DSXchange: DataStage and IBM Websphere Data Integration Forum
View next topic
View previous topic
Add To Favorites
Author Message
arpitchopra
Participant



Joined: 01 Nov 2010
Posts: 35
Location: New Delhi
Points: 320

Post Posted: Fri Aug 31, 2012 5:26 am Reply with quote    Back to top    

DataStage® Release: 8x
Job Type: Parallel
OS: Unix
Hi Experts !

I have a parallel job that reads from a flat file and loads into a Netezza target. It has the following layout:

File --> Transformer --> Netezza Target

The transformer has a stage variable which checks whether a given column is Numeric or not. The derivation for this stage variable is as follows:

If TrimLeadingTrailing(Lk1.Quantity)='' or IsValid('decimal[18,3]',TrimLeadingTrailing(Lk1.Quantity))=1 Then '' Else 'Quantity is not a valid decimal'

I tried the following test cases:
Quantity: abc
Var: Quantity is not a valid decimal

Quantity: 123abc
Var: Quantity is not a valid decimal

Quantity: 0123 abc
Var: ''


This last test case is something that is troubling me. Even though the field is not a Numeric, it still passes the check. I have a feeling that this is because of the Trim function (which sees the space and discards everything after that space). Please advise.

_________________
Arpit Chopra
ShaneMuir



Group memberships:
Premium Members

Joined: 15 Jun 2004
Posts: 384
Location: London
Points: 3055

Post Posted: Fri Aug 31, 2012 5:47 am Reply with quote    Back to top    

arpitchopra wrote:
I have a feeling that this is because of the Trim function (which sees the space and discards everything after that space).
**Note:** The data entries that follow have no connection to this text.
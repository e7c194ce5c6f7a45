//! Persisted analyst state: "owned" and "high value" tag sets plus the theme.
//!
//! Stored as one JSON object with a fixed key per item. The file is read at
//! startup and rewritten by the caller after every toggle.
use std::collections::BTreeSet;
use std::fmt;
use std::path::Path;

use anyhow::{Context, Result};
use serde::{Deserialize, Serialize};

pub const OWNED_KEY: &str = "ldapviewer_owned";
pub const HIGH_VALUE_KEY: &str = "ldapviewer_highvalue";
pub const THEME_KEY: &str = "ldapviewer_theme";

#[derive(Debug, Clone, Copy, Default, PartialEq, Eq, Serialize, Deserialize, clap::ValueEnum)]
#[serde(rename_all = "lowercase")]
pub enum Theme {
    #[default]
    Light,
    Dark,
}

impl Theme {
    pub fn toggled(self) -> Self {
        match self {
            Theme::Light => Theme::Dark,
            Theme::Dark => Theme::Light,
        }
    }

    pub fn as_str(self) -> &'static str {
        match self {
            Theme::Light => "light",
            Theme::Dark => "dark",
        }
    }
}

impl fmt::Display for Theme {
    fn fmt(&self, f: &mut fmt::Formatter<'_>) -> fmt::Result {
        f.write_str(self.as_str())
    }
}

#[derive(Debug, Clone, Copy, PartialEq, Eq)]
pub enum Tag {
    Owned,
    HighValue,
}

#[derive(Debug, Clone, Default, PartialEq, Eq, Serialize, Deserialize)]
pub struct TagStore {
    #[serde(rename = "ldapviewer_owned", default)]
    owned: BTreeSet<String>,
    #[serde(rename = "ldapviewer_highvalue", default)]
    high_value: BTreeSet<String>,
    #[serde(rename = "ldapviewer_theme", default)]
    pub theme: Theme,
}

impl TagStore {
    pub fn new() -> Self {
        Self::default()
    }

    /// Load from `path`; a missing file yields an empty store.
    pub fn load<P: AsRef<Path>>(path: P) -> Result<Self> {
        let path = path.as_ref();
        if !path.exists() {
            log::debug!("state file {} not found, starting empty", path.display());
            return Ok(Self::default());
        }
        let text = std::fs::read_to_string(path)
            .with_context(|| format!("read state file {}", path.display()))?;
        let store: TagStore = serde_json::from_str(&text)
            .with_context(|| format!("parse state file {}", path.display()))?;
        log::info!(
            "restored {} owned and {} high value tags from {}",
            store.owned.len(),
            store.high_value.len(),
            path.display()
        );
        Ok(store)
    }

    pub fn save<P: AsRef<Path>>(&self, path: P) -> Result<()> {
        let path = path.as_ref();
        let text = serde_json::to_string_pretty(self)?;
        std::fs::write(path, text)
            .with_context(|| format!("write state file {}", path.display()))?;
        Ok(())
    }

    fn set_mut(&mut self, tag: Tag) -> &mut BTreeSet<String> {
        match tag {
            Tag::Owned => &mut self.owned,
            Tag::HighValue => &mut self.high_value,
        }
    }

    fn set(&self, tag: Tag) -> &BTreeSet<String> {
        match tag {
            Tag::Owned => &self.owned,
            Tag::HighValue => &self.high_value,
        }
    }

    /// Flip `id` in the given set. Returns whether it is now tagged.
    pub fn toggle(&mut self, tag: Tag, id: &str) -> bool {
        let set = self.set_mut(tag);
        if set.remove(id) {
            false
        } else {
            set.insert(id.to_string());
            true
        }
    }

    pub fn has(&self, tag: Tag, id: &str) -> bool {
        self.set(tag).contains(id)
    }

    pub fn is_owned(&self, id: &str) -> bool {
        self.has(Tag::Owned, id)
    }

    pub fn is_high_value(&self, id: &str) -> bool {
        self.has(Tag::HighValue, id)
    }

    pub fn iter(&self, tag: Tag) -> impl Iterator<Item = &str> {
        self.set(tag).iter().map(String::as_str)
    }

    pub fn toggle_theme(&mut self) -> Theme {
        self.theme = self.theme.toggled();
        self.theme
    }
}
Did you try outputting the return value of the trim function to see what was actually output?
Rate this response:  
Not yet rated
arpitchopra
Participant



Joined: 01 Nov 2010
Posts: 35
Location: New Delhi
Points: 320

Post Posted: Fri Aug 31, 2012 6:07 am Reply with quote    Back to top    

I did. And surprisingly, the output for the 3rd case is 123.000 !
Is this how TrimLeadingTrailing usually works ? Isn't it just supposed to remove the white spaces from the beginning and the end of the entire string ?

ShaneMuir wrote:
Did you try outputting the return value of the trim function to see what was actually output?

_________________
Arpit Chopra
Rate this response:  
Not yet rated
ShaneMuir



Group memberships:
Premium Members

Joined: 15 Jun 2004
Posts: 384
Location: London
Points: 3055

Post Posted: Fri Aug 31, 2012 6:20 am Reply with quote    Back to top    

Its actually the IsValid test that is not working. If you were to pass your input un trimmed into the IsValid test you would probably find that it returns TRUE.

TrimleadingTrailing is used to remove space from the beginning and end of fields and leave multiple spaces in the middle of a string if they are there, unlike Trim which would remove the multiple spaces and leave just the one.
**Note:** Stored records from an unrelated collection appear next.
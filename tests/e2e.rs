use assert_cmd::prelude::*;
use predicates::prelude::*;
use std::fs;
use std::path::Path;
use std::process::Command;
use tempfile::tempdir;

const USERS: &str = r#"[
  {"dn": "CN=Administrator,CN=Users,DC=corp,DC=local",
   "attributes": {"objectClass": ["top", "person", "organizationalPerson", "user"],
                  "sAMAccountName": ["Administrator"],
                  "objectSid": ["S-1-5-21-1-2-3-500"],
                  "userAccountControl": [66048],
                  "memberOf": ["CN=Domain Admins,CN=Users,DC=corp,DC=local"],
                  "primaryGroupID": [513], "adminCount": [1]}},
  {"dn": "CN=Guest,CN=Users,DC=corp,DC=local",
   "attributes": {"objectClass": ["top", "person", "organizationalPerson", "user"],
                  "sAMAccountName": ["Guest"],
                  "objectSid": ["S-1-5-21-1-2-3-501"],
                  "userAccountControl": [66082], "primaryGroupID": [514]}},
  {"dn": "CN=svc_sql,OU=Service,DC=corp,DC=local",
   "attributes": {"objectClass": ["top", "person", "organizationalPerson", "user"],
                  "sAMAccountName": ["svc_sql"],
                  "objectSid": ["S-1-5-21-1-2-3-1105"],
                  "userAccountControl": [512],
                  "servicePrincipalName": ["MSSQLSvc/db01.corp.local:1433"],
                  "description": ["SQL service, admin on db01"]}}
]"#;

const COMPUTERS: &str = r#"[
  {"dn": "CN=WS01,OU=Workstations,DC=corp,DC=local",
   "attributes": {"objectClass": ["top", "person", "organizationalPerson", "user", "computer"],
                  "objectSid": ["S-1-5-21-1-2-3-1106"],
                  "userAccountControl": [4096],
                  "operatingSystem": ["Windows XP Professional"]}}
]"#;

fn write_dumps(dir: &Path) -> (std::path::PathBuf, std::path::PathBuf) {
    let users = dir.join("domain_users.json");
    let computers = dir.join("domain_computers.json");
    fs::write(&users, USERS).unwrap();
    fs::write(&computers, COMPUTERS).unwrap();
    (users, computers)
}

fn cmd() -> Command {
    let mut cmd = Command::cargo_bin("ldapviewer").unwrap();
    cmd.arg("--color").arg("never");
    cmd
}

#[test]
fn e2e_search_counts_matches() {
    let tmp = tempdir().unwrap();
    let (users, computers) = write_dumps(tmp.path());
    cmd()
        .arg("-f")
        .arg(&users)
        .arg("-f")
        .arg(&computers)
        .arg("-s")
        .arg("admin")
        .assert()
        .success()
        .stdout(predicate::str::contains("2 results / 4 objects"))
        .stdout(predicate::str::contains("CN=svc_sql,OU=Service,DC=corp,DC=local"))
        .stdout(predicate::str::contains("CN=Guest").not());
}

#[test]
fn e2e_writes_report_and_csv() {
    let tmp = tempdir().unwrap();
    let (users, _) = write_dumps(tmp.path());
    let outdir = tmp.path().join("out");
    cmd()
        .arg("-f")
        .arg(&users)
        .arg("-u")
        .arg("ACCOUNTDISABLE")
        .arg("-o")
        .arg(&outdir)
        .arg("-q")
        .assert()
        .success()
        .stdout(predicate::str::is_empty());

    let csv = fs::read_to_string(outdir.join("ldap_dump_export.csv")).unwrap();
    // Full table regardless of filters.
    assert_eq!(csv.lines().count(), 4);
    assert!(csv.contains("\"SQL service, admin on db01\""));

    let html = fs::read_to_string(outdir.join("ldapviewer_domain_users.html")).unwrap();
    assert!(html.contains("1 results / 3 objects"));
    assert!(html.contains("class=\"entry hidden\""));
}

#[test]
fn e2e_visible_csv_scope() {
    let tmp = tempdir().unwrap();
    let (users, _) = write_dumps(tmp.path());
    let outdir = tmp.path().join("out");
    cmd()
        .arg("-f")
        .arg(&users)
        .arg("-l")
        .arg("servicePrincipalName")
        .arg("--view")
        .arg("table")
        .arg("--csv-scope")
        .arg("visible")
        .arg("-o")
        .arg(&outdir)
        .assert()
        .success()
        .stdout(predicate::str::contains("1 results / 3 objects"));
    let csv = fs::read_to_string(outdir.join("ldap_dump_export.csv")).unwrap();
    assert_eq!(csv.lines().count(), 2);
}

#[test]
fn e2e_visible_csv_scope_in_detail_view() {
    let tmp = tempdir().unwrap();
    let (users, _) = write_dumps(tmp.path());
    let outdir = tmp.path().join("out");
    cmd()
        .arg("-f")
        .arg(&users)
        .arg("-s")
        .arg("svc_sql")
        .arg("--csv-scope")
        .arg("visible")
        .arg("-o")
        .arg(&outdir)
        .arg("-q")
        .assert()
        .success();
    let csv = fs::read_to_string(outdir.join("ldap_dump_export.csv")).unwrap();
    assert_eq!(csv.lines().count(), 2);
    assert!(csv.contains("svc_sql"));
    assert!(!csv.contains("CN=Guest"));
}

#[test]
fn e2e_repeated_filter_flags_stay_selected() {
    let tmp = tempdir().unwrap();
    let (users, _) = write_dumps(tmp.path());
    cmd()
        .arg("-f")
        .arg(&users)
        .arg("-u")
        .arg("ACCOUNTDISABLE")
        .arg("-u")
        .arg("ACCOUNTDISABLE")
        .arg("-l")
        .arg("servicePrincipalName")
        .arg("-l")
        .arg("servicePrincipalName")
        .assert()
        .success()
        .stdout(predicate::str::contains("0 results / 3 objects"));
    cmd()
        .arg("-f")
        .arg(&users)
        .arg("-u")
        .arg("ACCOUNTDISABLE")
        .arg("-u")
        .arg("ACCOUNTDISABLE")
        .assert()
        .success()
        .stdout(predicate::str::contains("1 results / 3 objects"));
}

#[test]
fn e2e_owned_tag_survives_reload() {
    let tmp = tempdir().unwrap();
    let (users, _) = write_dumps(tmp.path());
    let state = tmp.path().join("state.json");
    cmd()
        .arg("-f")
        .arg(&users)
        .arg("--state")
        .arg(&state)
        .arg("--toggle-owned")
        .arg("CN=Guest,CN=Users,DC=corp,DC=local")
        .arg("-q")
        .assert()
        .success();
    assert!(state.exists());

    // Second run without re-tagging still shows the tag.
    cmd()
        .arg("-f")
        .arg(&users)
        .arg("--state")
        .arg(&state)
        .arg("-g")
        .arg("owned")
        .assert()
        .success()
        .stdout(predicate::str::contains("1 results / 3 objects"))
        .stdout(predicate::str::contains("[owned]"));
}

#[test]
fn e2e_group_by_groups() {
    let tmp = tempdir().unwrap();
    let (users, computers) = write_dumps(tmp.path());
    cmd()
        .arg("-f")
        .arg(&users)
        .arg("-f")
        .arg(&computers)
        .arg("--group-by-groups")
        .arg("--parallel")
        .assert()
        .success()
        .stdout(predicate::str::contains("Objects by Group"))
        .stdout(predicate::str::contains("Domain Admins (1)"))
        .stdout(predicate::str::contains("Ungrouped (2)"));
}

#[test]
fn e2e_interactive_session() {
    let tmp = tempdir().unwrap();
    let (users, _) = write_dumps(tmp.path());
    assert_cmd::Command::cargo_bin("ldapviewer")
        .unwrap()
        .arg("--color")
        .arg("never")
        .arg("-f")
        .arg(&users)
        .arg("-q")
        .arg("-i")
        .write_stdin("search guest\nuac !ACCOUNTDISABLE\nquit\n")
        .assert()
        .success()
        .stdout(predicate::str::contains("1 results / 3 objects"))
        .stdout(predicate::str::contains("0 results / 3 objects"));
}

#[test]
fn missing_input_file_causes_non_zero_exit() {
    let tmp = tempdir().unwrap();
    cmd()
        .arg("-f")
        .arg(tmp.path().join("missing.json"))
        .assert()
        .failure();
}

#[test]
fn non_json_extension_is_rejected() {
    let tmp = tempdir().unwrap();
    let p = tmp.path().join("dump.txt");
    fs::write(&p, USERS).unwrap();
    cmd().arg("-f").arg(&p).assert().failure();
}

#[test]
fn malformed_json_causes_non_zero_exit() {
    let tmp = tempdir().unwrap();
    let p = tmp.path().join("broken.json");
    fs::write(&p, "{not json").unwrap();
    cmd().arg("-f").arg(&p).assert().failure();
}

#[test]
fn mmap_threshold_path_loads_the_same() {
    let tmp = tempdir().unwrap();
    let (users, _) = write_dumps(tmp.path());
    let mut mapped = ldapviewer::engine::Engine::new();
    mapped
        .load_from_file_paths_with_threshold(&[&users], 32)
        .unwrap();
    let mut read = ldapviewer::engine::Engine::new();
    read.load_from_file_paths_with_threshold(&[&users], u64::MAX)
        .unwrap();
    assert_eq!(mapped.records, read.records);
    assert_eq!(mapped.counter().total, 3);
}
I wouldn't be surprised if the IsValid test only looks until the space and drops the rest of the line item.

As to why that would be the case - I do not know.
Rate this response:  
Not yet rated
arpitchopra
Participant



Joined: 01 Nov 2010
Posts: 35
Location: New Delhi
Points: 320

Post Posted: Fri Aug 31, 2012 6:35 am Reply with quote    Back to top    

ShaneMuir wrote:
Its actually the IsValid test that is not working. If you were to pass your input un trimmed into the IsValid test you would probably find that it returns TRUE.

I don't want to do that as my file may contain those junk spaces.
Consider a scenario where the input is " 12" (or "<space><space><space>12"). I want this to pass the test and be stored as 12.000
Won't IsValid without a Trim fail this case ?

ShaneMuir wrote:
I wouldn't be surprised if the IsValid test only looks until the space and drops the rest of the line item.
As to why that would be the case - I do not know.

You are right. I have applied TrimLeadingTrailing in the derivation for a few Varchar columns and it behaves as expected. It doesn't discard everything after the 1st space.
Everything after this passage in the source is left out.